[Excerpted data Boundary: Start]

//! Section rule tables.
//!
//! Each wizard step is a [`SectionId`]. Its completion, blocker, warning and
//! visibility rules are dispatched with a `match`, so adding a section forces
//! every rule to account for it. Rules are total over arbitrary facts: a
//! missing or malformed answer reads as "not yet answered".

mod common;
mod compliance;
mod eviction;
mod money_claim;
mod tables;
mod tenancy_agreement;

pub(crate) use tables::progress_percent;
pub use tables::{SectionEvaluation, SectionTable, WizardReport};

use std::fmt;

use chrono::NaiveDate;
use serde::{Deserialize, Serialize};

use super::domain::{normalize_token, Jurisdiction, Product, Route};
use super::facts::CaseFacts;

#[derive(Debug, Clone, Copy, PartialEq, Eq, Hash, PartialOrd, Ord, Serialize, Deserialize)]
#[serde(rename_all = "snake_case")]
pub enum SectionId {
    CaseBasics,
    Parties,
    Claimant,
    Defendant,
    Property,
    Tenancy,
    Section21Compliance,
    WalesCompliance,
    Section8Grounds,
    WalesGrounds,
    ScotlandGrounds,
    ClaimType,
    Arrears,
    Damages,
    OtherCharges,
    PreAction,
    Deposit,
    Notice,
    Evidence,
    Court,
    Review,
}

impl SectionId {
    pub const ALL: [Self; 21] = [
        Self::CaseBasics,
        Self::Parties,
        Self::Claimant,
        Self::Defendant,
        Self::Property,
        Self::Tenancy,
        Self::Section21Compliance,
        Self::WalesCompliance,
        Self::Section8Grounds,
        Self::WalesGrounds,
        Self::ScotlandGrounds,
        Self::ClaimType,
        Self::Arrears,
        Self::Damages,
        Self::OtherCharges,
        Self::PreAction,
        Self::Deposit,
        Self::Notice,
        Self::Evidence,
        Self::Court,
        Self::Review,
    ];

    pub const fn as_str(self) -> &'static str {
        match self {
            Self::CaseBasics => "case_basics",
            Self::Parties => "parties",
            Self::Claimant => "claimant",
            Self::Defendant => "defendant",
            Self::Property => "property",
            Self::Tenancy => "tenancy",
            Self::Section21Compliance => "section21_compliance",
            Self::WalesCompliance => "wales_compliance",
            Self::Section8Grounds => "section8_grounds",
            Self::WalesGrounds => "wales_grounds",
            Self::ScotlandGrounds => "scotland_grounds",
            Self::ClaimType => "claim_type",
            Self::Arrears => "arrears",
            Self::Damages => "damages",
            Self::OtherCharges => "other_charges",
            Self::PreAction => "pre_action",
            Self::Deposit => "deposit",
            Self::Notice => "notice",
            Self::Evidence => "evidence",
            Self::Court => "court",
            Self::Review => "review",
        }
    }

    pub fn parse(raw: &str) -> Option<Self> {
        let token = normalize_token(raw);
        Self::ALL.into_iter().find(|id| id.as_str() == token)
    }

    /// Whether the section is finished. The review section is judged by
    /// [`SectionTable`], which can see every other section.
    pub fn is_complete(self, facts: &CaseFacts, ctx: &RuleContext) -> bool {
        match self {
            Self::CaseBasics => eviction::case_basics_complete(facts, ctx),
            Self::Parties => common::parties_complete(facts),
            Self::Claimant => money_claim::claimant_complete(facts),
            Self::Defendant => money_claim::defendant_complete(facts),
            Self::Property => common::property_complete(facts),
            Self::Tenancy => common::tenancy_complete(facts, ctx),
            Self::Section21Compliance => compliance::section21_complete(facts, ctx),
            Self::WalesCompliance => compliance::wales_complete(facts, ctx),
            Self::Section8Grounds => eviction::section8_grounds_complete(facts),
            Self::WalesGrounds => eviction::wales_grounds_complete(facts),
            Self::ScotlandGrounds => eviction::scotland_grounds_complete(facts),
            Self::ClaimType => money_claim::claim_type_complete(facts),
            Self::Arrears => common::arrears_complete(facts, ctx),
            Self::Damages => money_claim::damages_complete(facts),
            Self::OtherCharges => money_claim::other_charges_complete(facts),
            Self::PreAction => money_claim::pre_action_complete(facts),
            Self::Deposit => tenancy_agreement::deposit_complete(facts, ctx),
            Self::Notice => eviction::notice_complete(facts, ctx),
            Self::Evidence => common::evidence_complete(facts),
            Self::Court => common::court_complete(facts, ctx),
            Self::Review => false,
        }
    }

    /// Conditions that prevent leaving the section.
    pub fn blockers(self, facts: &CaseFacts, ctx: &RuleContext) -> Vec<String> {
        match self {
            Self::CaseBasics => eviction::case_basics_blockers(facts, ctx),
            Self::Tenancy => common::tenancy_blockers(facts, ctx),
            Self::Section21Compliance => compliance::section21_blockers(facts, ctx),
            Self::WalesCompliance => compliance::wales_blockers(facts, ctx),
            Self::ClaimType => money_claim::claim_type_blockers(facts),
            Self::Arrears => common::arrears_blockers(facts, ctx),
            Self::PreAction => money_claim::pre_action_blockers(facts),
            Self::Deposit => tenancy_agreement::deposit_blockers(facts, ctx),
            Self::Notice => eviction::notice_blockers(facts, ctx),
            Self::Court => common::court_blockers(facts, ctx),
            Self::Parties
            | Self::Claimant
            | Self::Defendant
            | Self::Property
            | Self::Section8Grounds
            | Self::WalesGrounds
            | Self::ScotlandGrounds
            | Self::Damages
            | Self::OtherCharges
            | Self::Evidence
            | Self::Review => Vec::new(),
        }
    }

    /// Non-blocking risk disclosures.
    pub fn warnings(self, facts: &CaseFacts, ctx: &RuleContext) -> Vec<String> {
        match self {
            Self::Parties => common::parties_warnings(facts),
            Self::Defendant => money_claim::defendant_warnings(facts, ctx),
            Self::Property => common::property_warnings(facts),
            Self::Tenancy => common::tenancy_warnings(facts, ctx),
            Self::Section21Compliance | Self::WalesCompliance => {
                compliance::deposit_warnings(facts, ctx)
            }
            Self::Section8Grounds => eviction::section8_grounds_warnings(facts),
            Self::WalesGrounds => eviction::wales_grounds_warnings(facts),
            Self::ScotlandGrounds => eviction::scotland_grounds_warnings(facts),
            Self::Arrears => common::arrears_warnings(facts, ctx),
            Self::Damages => money_claim::damages_warnings(facts),
            Self::OtherCharges => money_claim::other_charges_warnings(facts),
            Self::PreAction => money_claim::pre_action_warnings(facts, ctx),
            Self::Deposit => tenancy_agreement::deposit_warnings(facts, ctx),
            Self::Notice => eviction::notice_warnings(facts, ctx),
            Self::Evidence => common::evidence_warnings(facts, ctx),
            Self::Court => common::court_warnings(facts, ctx),
            Self::CaseBasics | Self::Claimant | Self::ClaimType | Self::Review => Vec::new(),
        }
    }

    /// Fact-dependent visibility on top of route and jurisdiction filters.
    fn is_relevant(self, facts: &CaseFacts, ctx: &RuleContext) -> bool {
        match self {
            Self::Arrears => common::arrears_relevant(facts, ctx),
            Self::Damages => money_claim::claiming(facts, money_claim::CLAIMING_DAMAGES),
            Self::OtherCharges => money_claim::claiming(facts, money_claim::CLAIMING_OTHER),
            _ => true,
        }
    }
}

impl fmt::Display for SectionId {
    fn fmt(&self, f: &mut fmt::Formatter<'_>) -> fmt::Result {
        f.write_str(self.as_str())
    }
}

/// Everything a rule needs besides the facts themselves.
#[derive(Debug, Clone, Copy, PartialEq, Eq)]
pub struct RuleContext {
    pub product: Product,
    pub jurisdiction: Jurisdiction,
    pub today: NaiveDate,
}

impl RuleContext {
    pub fn new(product: Product, jurisdiction: Jurisdiction, today: NaiveDate) -> Self {
        Self {
            product,
            jurisdiction,
            today,
        }
    }

    pub fn route(&self, facts: &CaseFacts) -> Option<Route> {
        facts.route(self.jurisdiction)
    }
}

/// Static description of one wizard step within a product table.
#[derive(Debug, Clone, Copy, PartialEq, Eq)]
pub struct SectionDescriptor {
    pub id: SectionId,
    pub label: &'static str,
    pub description: &'static str,
    pub routes: Option<&'static [Route]>,
    pub jurisdictions: Option<&'static [Jurisdiction]>,
}

impl SectionDescriptor {
    pub const fn new(id: SectionId, label: &'static str, description: &'static str) -> Self {
        Self {
            id,
            label,
            description,
            routes: None,
            jurisdictions: None,
        }
    }

    pub const fn for_routes(mut self, routes: &'static [Route]) -> Self {
        self.routes = Some(routes);
        self
    }

    pub const fn in_jurisdictions(mut self, jurisdictions: &'static [Jurisdiction]) -> Self {
        self.jurisdictions = Some(jurisdictions);
        self
    }

    /// Route-gated sections stay hidden until a route valid for the
    /// jurisdiction has been chosen.
    pub fn is_visible(&self, facts: &CaseFacts, ctx: &RuleContext) -> bool {
        if let Some(jurisdictions) = self.jurisdictions {
            if !jurisdictions.contains(&ctx.jurisdiction) {
                return false;
            }
        }

        if let Some(routes) = self.routes {
            match ctx.route(facts) {
                Some(route) if routes.contains(&route) => {}
                _ => return false,
            }
        }

        self.id.is_relevant(facts, ctx)
    }
}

[Excerpted data Boundary: End]

■ Task ■
Please output only the lines from the first line of the entries through the line with "pub enum SectionId", both included, exactly as written.

■ Written response ■
//! Section rule tables.
//!
//! Each wizard step is a [`SectionId`]. Its completion, blocker, warning and
//! visibility rules are dispatched with a `match`, so adding a section forces
//! every rule to account for it. Rules are total over arbitrary facts: a
//! missing or malformed answer reads as "not yet answered".

mod common;
mod compliance;
mod eviction;
mod money_claim;
mod tables;
mod tenancy_agreement;

pub(crate) use tables::progress_percent;
pub use tables::{SectionEvaluation, SectionTable, WizardReport};

use std::fmt;

use chrono::NaiveDate;
use serde::{Deserialize, Serialize};

use super::domain::{normalize_token, Jurisdiction, Product, Route};
use super::facts::CaseFacts;

#[derive(Debug, Clone, Copy, PartialEq, Eq, Hash, PartialOrd, Ord, Serialize, Deserialize)]
#[serde(rename_all = "snake_case")]
pub enum SectionId {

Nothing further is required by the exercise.